Barry has been complaining about his girlfriend and the problems she has. He makes remarks about finding “a healthy woman.” He told me that a woman he has had a “crush” on for several years has asked him out.
Barry says he is planning on “hanging out” with his crush.
I’m angry that he would even consider doing this! His girlfriend deserves so much better. I think his girlfriend should be made aware of this, but I’m torn. She is preparing to have major surgery soon. The last thing she needs is a boyfriend that is not there for her and who is out with someone else.
What are your thoughts?
DEAR ANNOYED: One advantage of moving a spouse into the “ex-files” is that you don’t necessarily have to engage with them when they are displaying their less attractive qualities.
Your being divorced doesn’t give your ex license to display his awfulness to you without consequence. Furthermore, his choice to complain about his current partner and about their relationship means that he is being more emotionally intimate with you than he is with her.
No, I don’t think you should warn his girlfriend about him. Unless you and she are close friends, your warning would likely be dismissed by her — and dismantled by him.
If you and Barry are truly friends, then as his friend you get to deliver an occasional challenging truth. You could start with, “Barry, you are acting like a low-life. If we weren’t already divorced, I’d divorce you all over again.”
DEAR AMY: I have five young sons. Everywhere I go, people ask me if I’m “done having kids” or if I’m “going to try for a girl.” I get these questions from friends, acquaintances, and complete strangers.
I feel that the topic of future reproductive plans is a personal one. But I am a friendly person, and I end up answering some pretty personal questions, so as not to hurt the feelings of the person asking. Honestly, I would rather steer clear of the matter entirely!
Sometimes I just say, “We love boys!” when people ask if I’m going to try for a girl, especially when my kids are listening. People still like to push the question further. I know I’ve hurt at least one person’s feelings by trying to change the subject at that point.
I understand that people are curious about our family, but I would rather not discuss whether or not I’m done having kids unless I choose to bring it up, myself. What is a friendly way I can steer the conversation?

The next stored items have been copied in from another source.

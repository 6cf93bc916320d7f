//! Snapshot directories: one `<region>.bin` file per captured region plus an
//! optional `framebuffer.png`.

use crate::image_io::read_png;
use anyhow::{bail, Context, Result};
use ir_core::snapshot::{MemorySnapshot, Region};
use std::fs;
use std::path::Path;

pub const FRAMEBUFFER_FILE: &str = "framebuffer.png";

pub fn region_file(region: Region) -> String {
    format!("{}.bin", region.name())
}

/// Load the files in `dir` for `regions`, the set the target adapter reads.
/// Absent files leave the region empty; the adapter reports what it missed.
pub fn load(dir: &Path, regions: &[Region]) -> Result<MemorySnapshot> {
    if !dir.is_dir() {
        bail!("snapshot directory {} does not exist", dir.display());
    }

    let mut snapshot = MemorySnapshot::new();
    for region in Region::ALL {
        let path = dir.join(region_file(region));
        if !path.exists() {
            continue;
        }
        if !regions.contains(&region) {
            log::warn!("{}: not used by this system, skipped", path.display());
            continue;
        }
        let bytes = fs::read(&path).with_context(|| format!("reading {}", path.display()))?;
        log::debug!("{}: {} bytes", path.display(), bytes.len());
        snapshot = snapshot.with_region(region, &bytes);
    }

    let fb_path = dir.join(FRAMEBUFFER_FILE);
    if fb_path.exists() {
        let image = read_png(&fb_path)?;
        snapshot = snapshot.with_framebuffer(&image.pixels, image.width, image.height);
    }
    Ok(snapshot)
}
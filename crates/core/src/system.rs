//! System identifiers.

use crate::error::DecodeError;
use serde::{Deserialize, Serialize};
use std::fmt;
use std::str::FromStr;

/// Consoles whose video memory can be decoded into a `FrameIR`.
#[derive(Debug, Clone, Copy, PartialEq, Eq, Hash, Serialize, Deserialize)]
#[serde(rename_all = "lowercase")]
pub enum SystemId {
    MegaDrive,
    Snes,
    Nes,
    #[serde(rename = "gb")]
    GameBoy,
    #[serde(rename = "gbc")]
    GameBoyColor,
}

impl SystemId {
    pub const ALL: [SystemId; 5] = [
        SystemId::MegaDrive,
        SystemId::Snes,
        SystemId::Nes,
        SystemId::GameBoy,
        SystemId::GameBoyColor,
    ];

    /// Canonical identifier, as written in exported metadata.
    pub fn as_str(&self) -> &'static str {
        match self {
            SystemId::MegaDrive => "megadrive",
            SystemId::Snes => "snes",
            SystemId::Nes => "nes",
            SystemId::GameBoy => "gb",
            SystemId::GameBoyColor => "gbc",
        }
    }

    pub fn display_name(&self) -> &'static str {
        match self {
            SystemId::MegaDrive => "Sega Mega Drive / Genesis",
            SystemId::Snes => "Super Nintendo",
            SystemId::Nes => "Nintendo Entertainment System",
            SystemId::GameBoy => "Game Boy",
            SystemId::GameBoyColor => "Game Boy Color",
        }
    }
}

impl fmt::Display for SystemId {
    fn fmt(&self, f: &mut fmt::Formatter<'_>) -> fmt::Result {
        f.write_str(self.as_str())
    }
}

impl FromStr for SystemId {
    type Err = DecodeError;

    fn from_str(s: &str) -> Result<Self, Self::Err> {
        match s.trim().to_lowercase().as_str() {
            "megadrive" | "genesis" | "segamd" | "md" => Ok(SystemId::MegaDrive),
            "snes" | "sfc" => Ok(SystemId::Snes),
            "nes" | "famicom" => Ok(SystemId::Nes),
            "gb" | "gameboy" | "dmg" => Ok(SystemId::GameBoy),
            "gbc" | "gameboycolor" | "cgb" => Ok(SystemId::GameBoyColor),
            other => Err(DecodeError::UnsupportedSystem(other.to_string())),
        }
    }
}

#[cfg(test)]
mod tests {
    use super::*;

    #[test]
    fn test_aliases_resolve() {
        assert_eq!("genesis".parse::<SystemId>(), Ok(SystemId::MegaDrive));
        assert_eq!("SegaMD".parse::<SystemId>(), Ok(SystemId::MegaDrive));
        assert_eq!("sfc".parse::<SystemId>(), Ok(SystemId::Snes));
        assert_eq!("famicom".parse::<SystemId>(), Ok(SystemId::Nes));
        assert_eq!("dmg".parse::<SystemId>(), Ok(SystemId::GameBoy));
        assert_eq!("cgb".parse::<SystemId>(), Ok(SystemId::GameBoyColor));
    }

    #[test]
    fn test_unknown_system() {
        assert_eq!(
            "pce".parse::<SystemId>(),
            Err(DecodeError::UnsupportedSystem("pce".to_string()))
        );
    }

    #[test]
    fn test_canonical_ids_round_trip() {
        for id in SystemId::ALL {
            assert_eq!(id.as_str().parse::<SystemId>(), Ok(id));
            let json = serde_json::to_string(&id).unwrap();
            assert_eq!(json, format!("\"{}\"", id.as_str()));
        }
    }
}
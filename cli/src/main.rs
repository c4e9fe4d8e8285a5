use clap::error::ErrorKind;
use clap::{ArgAction, Parser};
use std::path::PathBuf;
use std::process::ExitCode;
use tracing::{warn, Level};

use toml2c_compiler::config::DEFAULT_LIB_PREFIX;
use toml2c_compiler::{compile_file, verify_identifiers, write_output, GeneratorConfig, T2cError};

#[derive(Parser, Debug)]
#[command(name = "toml2c")]
#[command(about = "Generate a C record type and its reader from an example TOML file", long_about = None)]
struct Cli {
    /// Example `.toml` document to infer the record type from
    input: PathBuf,

    /// Namespace for generated functions and file names
    #[arg(long, default_value = DEFAULT_LIB_PREFIX, conflicts_with = "no_prefix")]
    prefix: String,

    /// Generate functions and files without a namespace
    #[arg(long)]
    no_prefix: bool,

    /// Directory the `.h` and `.c` files are written to
    #[arg(short, long, default_value = ".")]
    out_dir: PathBuf,

    /// Print the inferred schema as JSON instead of generating code
    #[arg(long)]
    emit_schema: bool,

    /// Treat identifier warnings as errors
    #[arg(long)]
    strict: bool,

    /// Increase log verbosity (-v info, -vv debug, -vvv trace)
    #[arg(short, long, action = ArgAction::Count)]
    verbose: u8,
}

impl Cli {
    fn config(&self) -> GeneratorConfig {
        let prefix = if self.no_prefix { None } else { Some(self.prefix.clone()) };
        GeneratorConfig::default().with_prefix(prefix)
    }

    fn log_level(&self) -> Level {
        match self.verbose {
            0 => Level::WARN,
            1 => Level::INFO,
            2 => Level::DEBUG,
            _ => Level::TRACE,
        }
    }
}

fn run(cli: &Cli) -> Result<(), T2cError> {
    let config = cli.config();
    let (schema, output) = compile_file(&cli.input, &config)?;

    let warnings = verify_identifiers(&schema);
    for warning in &warnings {
        warn!("{}", warning);
    }
    if cli.strict && !warnings.is_empty() {
        return Err(T2cError::VerifierError(warnings.join("; ")));
    }

    if cli.emit_schema {
        let json = serde_json::to_string_pretty(&schema)
            .map_err(|e| T2cError::EncodeError(e.to_string()))?;
        println!("{}", json);
        return Ok(());
    }

    write_output(&output, &cli.out_dir)?;
    println!(
        "Generated {} and {}",
        output.header.path_in(&cli.out_dir).display(),
        output.source.path_in(&cli.out_dir).display()
    );
    Ok(())
}

fn main() -> ExitCode {
    let cli = match Cli::try_parse() {
        Ok(cli) => cli,
        Err(err) => match err.kind() {
            ErrorKind::DisplayHelp | ErrorKind::DisplayVersion => err.exit(),
            _ => {
                let _ = err.print();
                return ExitCode::from(1);
            }
        },
    };

    tracing_subscriber::fmt()
        .with_max_level(cli.log_level())
        .with_writer(std::io::stderr)
        .with_target(false)
        .init();

    match run(&cli) {
        Ok(()) => ExitCode::SUCCESS,
        Err(err) => {
            eprintln!("error: {}", err);
            ExitCode::from(1)
        }
    }
}

#[test]
fn input_is_required() {
    let err = Cli::try_parse_from(["toml2c"]).unwrap_err();
    assert_eq!(err.kind(), ErrorKind::MissingRequiredArgument);
}

#[test]
fn defaults() {
    let cli = Cli::try_parse_from(["toml2c", "conf/app.toml"]).unwrap();
    assert_eq!(cli.input, PathBuf::from("conf/app.toml"));
    assert_eq!(cli.out_dir, PathBuf::from("."));
    assert_eq!(cli.config(), GeneratorConfig::default());
    assert_eq!(cli.log_level(), Level::WARN);
}

#[test]
fn prefix_flags() {
    let cli = Cli::try_parse_from(["toml2c", "app.toml", "--no-prefix", "-vv"]).unwrap();
    assert_eq!(cli.config().lib_prefix, None);
    assert_eq!(cli.log_level(), Level::DEBUG);

    let cli = Cli::try_parse_from(["toml2c", "app.toml", "--prefix", "acme"]).unwrap();
    assert_eq!(cli.config().lib_prefix.as_deref(), Some("acme"));

    assert!(Cli::try_parse_from(["toml2c", "app.toml", "--prefix", "acme", "--no-prefix"]).is_err());
}

#[test]
fn single_input_only() {
    assert!(Cli::try_parse_from(["toml2c", "a.toml", "b.toml"]).is_err());
}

DEAR MOM: You sound quite patient and understanding — great qualities in a mom of five young boys. (“We love boys!” is a fantastic answer when this intrusive question is raised in front of your children, by the way.)
I’m trying to comprehend how a person asking you about your reproductive plans – in front of your kids – could possibly have their feelings hurt when you deftly try to change the subject, but I take it as a given that sometimes people who are insensitive (or merely thoughtless) toward others are extra-sensitive about themselves.
One way to respond to this sort of query would be to say, “Ha, ha – aren’t you sweet?” This is sort of a catch-all (Southern-born) phrase that you can plug into almost any awkward conversational gap. Think of it as conversational caulk.
You could put the inquisitor a little more on the spot by saying (with a smile), “Well, that’s a pretty personal question, don’t you think?”
DEAR AMY: I was deeply offended by your response to “No Thanks.” This was a woman who didn’t want to date men of different races. You called her a racist. That’s not being racist.
DEAR OFFENDED: It would have been very easy for this woman to simply tell any man who approached her, “No thank you,” or “I’m not interested.”
According to her question, she was only looking for a response to repel men of other races.
I don’t know the racial identity of the woman who asked this question, but “I stick to my own kind” is a racist trope, at least in my opinion.